2 Crimes Act 1961, s 134(3). Maximum penalty: seven years’ imprisonment.
3 Crimes Act, s 134(1). Maximum penalty: 10 years’ imprisonment.
4 R v Ay [2025] NZDC 2111.
5 Criminal Procedure Act 2011, s 250(2).
6 Tutakangahau v R [2014] NZCA 279, [2014] 3 NZLR 482 at [30]–[35].
7 At [33] and [36].
8 R v Hill [2008] NZCA 41, [2008] 2 NZLR 381 at [35] citing R v Edwards [2006] 3 NZLR 180 (CA) at [24].
The offending
[6] Mr Ay was 28 years old at the time of the offending. The victim was 13 years old.
[7] On the night in question, Mr Ay and one of the victim’s female friends picked her up from her home in Māngere. The girls asked Mr Ay how old he was, and he responded that he was 26. Mr Ay did not ask the victim or her friend for their ages.
[8] Mr Ay stopped to purchase alcohol from a liquor store for the girls. He then provided MDMA to each of them which they consumed. In addition to some MDMA, the victim consumed six or seven cans of passionfruit cruiser. The victim was therefore intoxicated by the time they arrived at Mr Ay’s house.

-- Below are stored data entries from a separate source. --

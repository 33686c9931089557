//! End-to-end protocol tests driving [`esmtpd::Connection`] over an
//! in-memory duplex socket: plain transactions, dot-unstuffing, abuse
//! counters, REQUIRETLS enforcement, and per-recipient LMTP replies.
//! PROXY v1 rewriting is exercised separately below against a real
//! loopback `Server`, since PROXY consumption lives in the supervisor, not
//! `Connection`.

use std::net::{IpAddr, Ipv4Addr};
use std::time::Duration;

use async_trait::async_trait;
use esmtpd::{
    AuthOutcome, AuthRequest, BodyStream, Config, Connection, DataOutcome, EnvelopeAddress,
    Handler, HandlerResult, Server, Session,
};
use futures::StreamExt;
use tokio::io::{AsyncReadExt, AsyncWriteExt, DuplexStream};
use tokio::net::TcpListener;

struct RecordingHandler {
    bodies: std::sync::Arc<tokio::sync::Mutex<Vec<Vec<u8>>>>,
    per_recipient: Option<Vec<HandlerResult>>,
    observed_remote: Option<std::sync::Arc<tokio::sync::Mutex<Option<(IpAddr, u16)>>>>,
}

impl RecordingHandler {
    fn new() -> Self {
        RecordingHandler {
            bodies: Default::default(),
            per_recipient: None,
            observed_remote: None,
        }
    }
}

#[async_trait]
impl Handler for RecordingHandler {
    async fn on_connect(&mut self, session: &Session) -> HandlerResult {
        if let Some(slot) = &self.observed_remote {
            *slot.lock().await = Some((session.remote_address, session.remote_port));
        }
        Ok(None)
    }

    async fn on_auth(&mut self, _request: AuthRequest, _session: &Session) -> AuthOutcome {
        AuthOutcome::reject()
    }

    async fn on_mail_from(&mut self, _address: &EnvelopeAddress, _session: &Session) -> HandlerResult {
        Ok(None)
    }

    async fn on_rcpt_to(&mut self, _address: &EnvelopeAddress, _session: &Session) -> HandlerResult {
        Ok(None)
    }

    async fn on_data<S>(&mut self, body: &mut S, _session: &Session) -> DataOutcome
    where
        S: BodyStream,
    {
        let mut buf = Vec::new();
        while let Some(chunk) = body.next().await {
            buf.extend_from_slice(&chunk.unwrap());
        }
        self.bodies.lock().await.push(buf);

        match self.per_recipient.take() {
            Some(results) => DataOutcome::PerRecipient(results),
            None => DataOutcome::Single(Ok(None)),
        }
    }

    async fn on_secure(&mut self, _session: &Session) {}
    async fn on_close(&mut self, _session: &Session) {}

    async fn tls_request(&mut self, _session: &Session) -> bool {
        true
    }
}

fn test_session(lmtp: bool) -> Session {
    Session::new(
        IpAddr::V4(Ipv4Addr::new(127, 0, 0, 1)),
        25,
        IpAddr::V4(Ipv4Addr::new(203, 0, 113, 7)),
        54321,
        lmtp,
    )
}

/// Spawn `Connection::serve` on one half of an in-memory duplex socket,
/// returning the other half after the 220 banner has been read (so the
/// early-talker check never fires against our own test traffic).
async fn spawn_connection(config: Config, handler: RecordingHandler, session: Session) -> DuplexStream {
    let (client, server_end) = tokio::io::duplex(64 * 1024);

    tokio::spawn(async move {
        let mut handler = handler;
        let mut conn = Connection::new(&config, &mut handler, session);
        let _ = conn.serve(server_end).await;
    });

    client
}

async fn read_reply(stream: &mut DuplexStream) -> String {
    let mut buf = vec![0u8; 8192];
    let n = tokio::time::timeout(Duration::from_secs(5), stream.read(&mut buf))
        .await
        .expect("reply timed out")
        .unwrap();
    String::from_utf8_lossy(&buf[..n]).into_owned()
}

async fn send(stream: &mut DuplexStream, line: &str) {
    stream.write_all(line.as_bytes()).await.unwrap();
}

#[tokio::test]
async fn s1_plain_transaction() {
    let config = Config::new("mx.example.org");
    let mut client = spawn_connection(config, RecordingHandler::new(), test_session(false)).await;

    let banner = read_reply(&mut client).await;
    assert!(banner.starts_with("220 "), "banner was: {banner}");

    send(&mut client, "EHLO client.example\r\n").await;
    let ehlo = read_reply(&mut client).await;
    assert!(ehlo.starts_with("250-mx.example.org Nice to meet you"), "ehlo was: {ehlo}");
    assert!(ehlo.lines().last().unwrap().starts_with("250 "), "last EHLO line must use space separator: {ehlo}");

    send(&mut client, "MAIL FROM:<a@x>\r\n").await;
    assert_eq!(read_reply(&mut client).await, "250 OK\r\n");

    send(&mut client, "RCPT TO:<b@y>\r\n").await;
    assert_eq!(read_reply(&mut client).await, "250 OK\r\n");

    send(&mut client, "DATA\r\n").await;
    let data_prompt = read_reply(&mut client).await;
    assert!(data_prompt.starts_with("354 "), "data prompt was: {data_prompt}");

    send(&mut client, "hi\r\n.\r\n").await;
    let queued = read_reply(&mut client).await;
    assert!(queued.starts_with("250 "), "queued reply was: {queued}");

    send(&mut client, "QUIT\r\n").await;
    assert_eq!(read_reply(&mut client).await, "221 Bye\r\n");
}

#[tokio::test]
async fn s2_dot_unstuffing_reaches_the_handler() {
    let config = Config::new("mx.example.org");
    let bodies = std::sync::Arc::new(tokio::sync::Mutex::new(Vec::new()));
    let mut handler = RecordingHandler::new();
    handler.bodies = bodies.clone();
    let mut client = spawn_connection(config, handler, test_session(false)).await;

    let _ = read_reply(&mut client).await; // banner
    send(&mut client, "EHLO client.example\r\n").await;
    let _ = read_reply(&mut client).await;
    send(&mut client, "MAIL FROM:<a@x>\r\n").await;
    let _ = read_reply(&mut client).await;
    send(&mut client, "RCPT TO:<b@y>\r\n").await;
    let _ = read_reply(&mut client).await;
    send(&mut client, "DATA\r\n").await;
    let _ = read_reply(&mut client).await;

    send(&mut client, "..bar\r\n.baz\r\n.\r\n").await;
    let _ = read_reply(&mut client).await;

    let bodies = bodies.lock().await;
    assert_eq!(bodies.len(), 1);
    assert_eq!(&bodies[0], b".bar\r\nbaz\r\n");
}

#[tokio::test]
async fn s3_unknown_verb_abuse_closes_after_limit() {
    let mut config = Config::new("mx.example.org");
    config.unrecognised_command_limit = 10;
    let mut client = spawn_connection(config, RecordingHandler::new(), test_session(false)).await;

    let _ = read_reply(&mut client).await; // banner

    for _ in 0..9 {
        send(&mut client, "ZOOP\r\n").await;
        let reply = read_reply(&mut client).await;
        assert!(reply.starts_with("500 "), "expected 500, got {reply}");
    }

    send(&mut client, "ZOOP\r\n").await;
    let final_reply = read_reply(&mut client).await;
    assert!(final_reply.starts_with("421 "), "expected 421, got {final_reply}");

    // The connection is now closed; a further read should hit EOF.
    let mut buf = [0u8; 16];
    let n = client.read(&mut buf).await.unwrap();
    assert_eq!(n, 0);
}

#[tokio::test]
async fn unauthenticated_commands_close_after_limit_even_when_auth_is_optional() {
    let mut config = Config::new("mx.example.org");
    config.unauthenticated_command_limit = 3;
    let mut client = spawn_connection(config, RecordingHandler::new(), test_session(false)).await;

    let _ = read_reply(&mut client).await; // banner

    for _ in 0..3 {
        send(&mut client, "NOOP\r\n").await;
        let reply = read_reply(&mut client).await;
        assert!(reply.starts_with("250 "), "expected 250, got {reply}");
    }

    send(&mut client, "NOOP\r\n").await;
    let final_reply = read_reply(&mut client).await;
    assert!(final_reply.starts_with("421 "), "expected 421, got {final_reply}");

    let mut buf = [0u8; 16];
    let n = client.read(&mut buf).await.unwrap();
    assert_eq!(n, 0);
}

#[tokio::test]
async fn s4_requiretls_on_cleartext_is_rejected() {
    let mut config = Config::new("mx.example.org");
    config.hide_requiretls = false;
    let mut client = spawn_connection(config, RecordingHandler::new(), test_session(false)).await;

    let _ = read_reply(&mut client).await; // banner
    send(&mut client, "EHLO client.example\r\n").await;
    let ehlo = read_reply(&mut client).await;
    assert!(ehlo.contains("REQUIRETLS"), "expected REQUIRETLS advertised: {ehlo}");

    send(&mut client, "MAIL FROM:<a@x> REQUIRETLS\r\n").await;
    let reply = read_reply(&mut client).await;
    assert!(reply.starts_with("530 "), "expected 530, got {reply}");
}

#[tokio::test]
async fn s5_lmtp_reports_one_response_per_recipient() {
    let mut config = Config::new("mx.example.org");
    config.lmtp = true;
    let mut handler = RecordingHandler::new();
    handler.per_recipient = Some(vec![
        Ok(Some(esmtpd::Reply::ok_with("OK r1"))),
        Err(Some(esmtpd::Reply::new(450, None, "no r2"))),
    ]);
    let mut client = spawn_connection(config, handler, test_session(true)).await;

    let _ = read_reply(&mut client).await; // banner
    send(&mut client, "LHLO client.example\r\n").await;
    let _ = read_reply(&mut client).await;
    send(&mut client, "MAIL FROM:<a@x>\r\n").await;
    let _ = read_reply(&mut client).await;
    send(&mut client, "RCPT TO:<r1@y>\r\n").await;
    let _ = read_reply(&mut client).await;
    send(&mut client, "RCPT TO:<r2@y>\r\n").await;
    let _ = read_reply(&mut client).await;
    send(&mut client, "DATA\r\n").await;
    let _ = read_reply(&mut client).await;

    send(&mut client, "hi\r\n.\r\n").await;
    let replies = read_reply(&mut client).await;
    let lines: Vec<&str> = replies.lines().collect();
    assert_eq!(lines.len(), 2, "expected one reply per recipient: {replies:?}");
    assert!(lines[0].starts_with("250 OK r1"), "first reply: {}", lines[0]);
    assert!(lines[1].starts_with("450 no r2"), "second reply: {}", lines[1]);
}

#[tokio::test]
async fn s6_proxy_v1_rewrites_remote_endpoint() {
    let mut config = Config::new("mx.example.org");
    config.use_proxy = true;

    let observed = std::sync::Arc::new(tokio::sync::Mutex::new(None));
    let handler_observed = observed.clone();
    let server = Server::new(config, move |_session: &Session| {
        let mut h = RecordingHandler::new();
        h.observed_remote = Some(handler_observed.clone());
        h
    });

    let listener = TcpListener::bind("127.0.0.1:0").await.unwrap();
    let addr = listener.local_addr().unwrap();
    let handle = server.listen(listener);

    let mut stream = tokio::net::TcpStream::connect(addr).await.unwrap();
    stream
        .write_all(b"PROXY TCP4 198.51.100.22 203.0.113.7 35646 80\r\n")
        .await
        .unwrap();

    let mut buf = vec![0u8; 4096];
    let n = tokio::time::timeout(Duration::from_secs(5), stream.read(&mut buf)).await.unwrap().unwrap();
    let banner = String::from_utf8_lossy(&buf[..n]);
    assert!(banner.starts_with("220 "), "banner was: {banner}");
    assert!(!banner.contains("PROXY"), "PROXY header must not reach the client side view: {banner}");

    let (addr, port) = observed.lock().await.expect("on_connect should have observed a rewritten endpoint");
    assert_eq!(addr.to_string(), "198.51.100.22");
    assert_eq!(port, 35646);

    stream.write_all(b"QUIT\r\n").await.unwrap();
    let n = stream.read(&mut buf).await.unwrap();
    assert!(String::from_utf8_lossy(&buf[..n]).starts_with("221 "));

    drop(stream);
    handle.close().await;
}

[9] The three went to the garage area where Mr Ay’s bed was situated. While there, the victim got into the bed with Mr Ay and began hugging and kissing him. Mr Ay then touched the victim’s bottom and rubbed her anus with his thumb. The victim said, “no don’t” and moved his hand away from her underwear.
[10] Mr Ay then pulled the victim’s pants down. She was half asleep at the time. He began to lick and kiss her anus. She told him to stop, and he did. She then pulled her pants up. Shortly after this, Mr Ay did the same thing again. The victim against told him to go away.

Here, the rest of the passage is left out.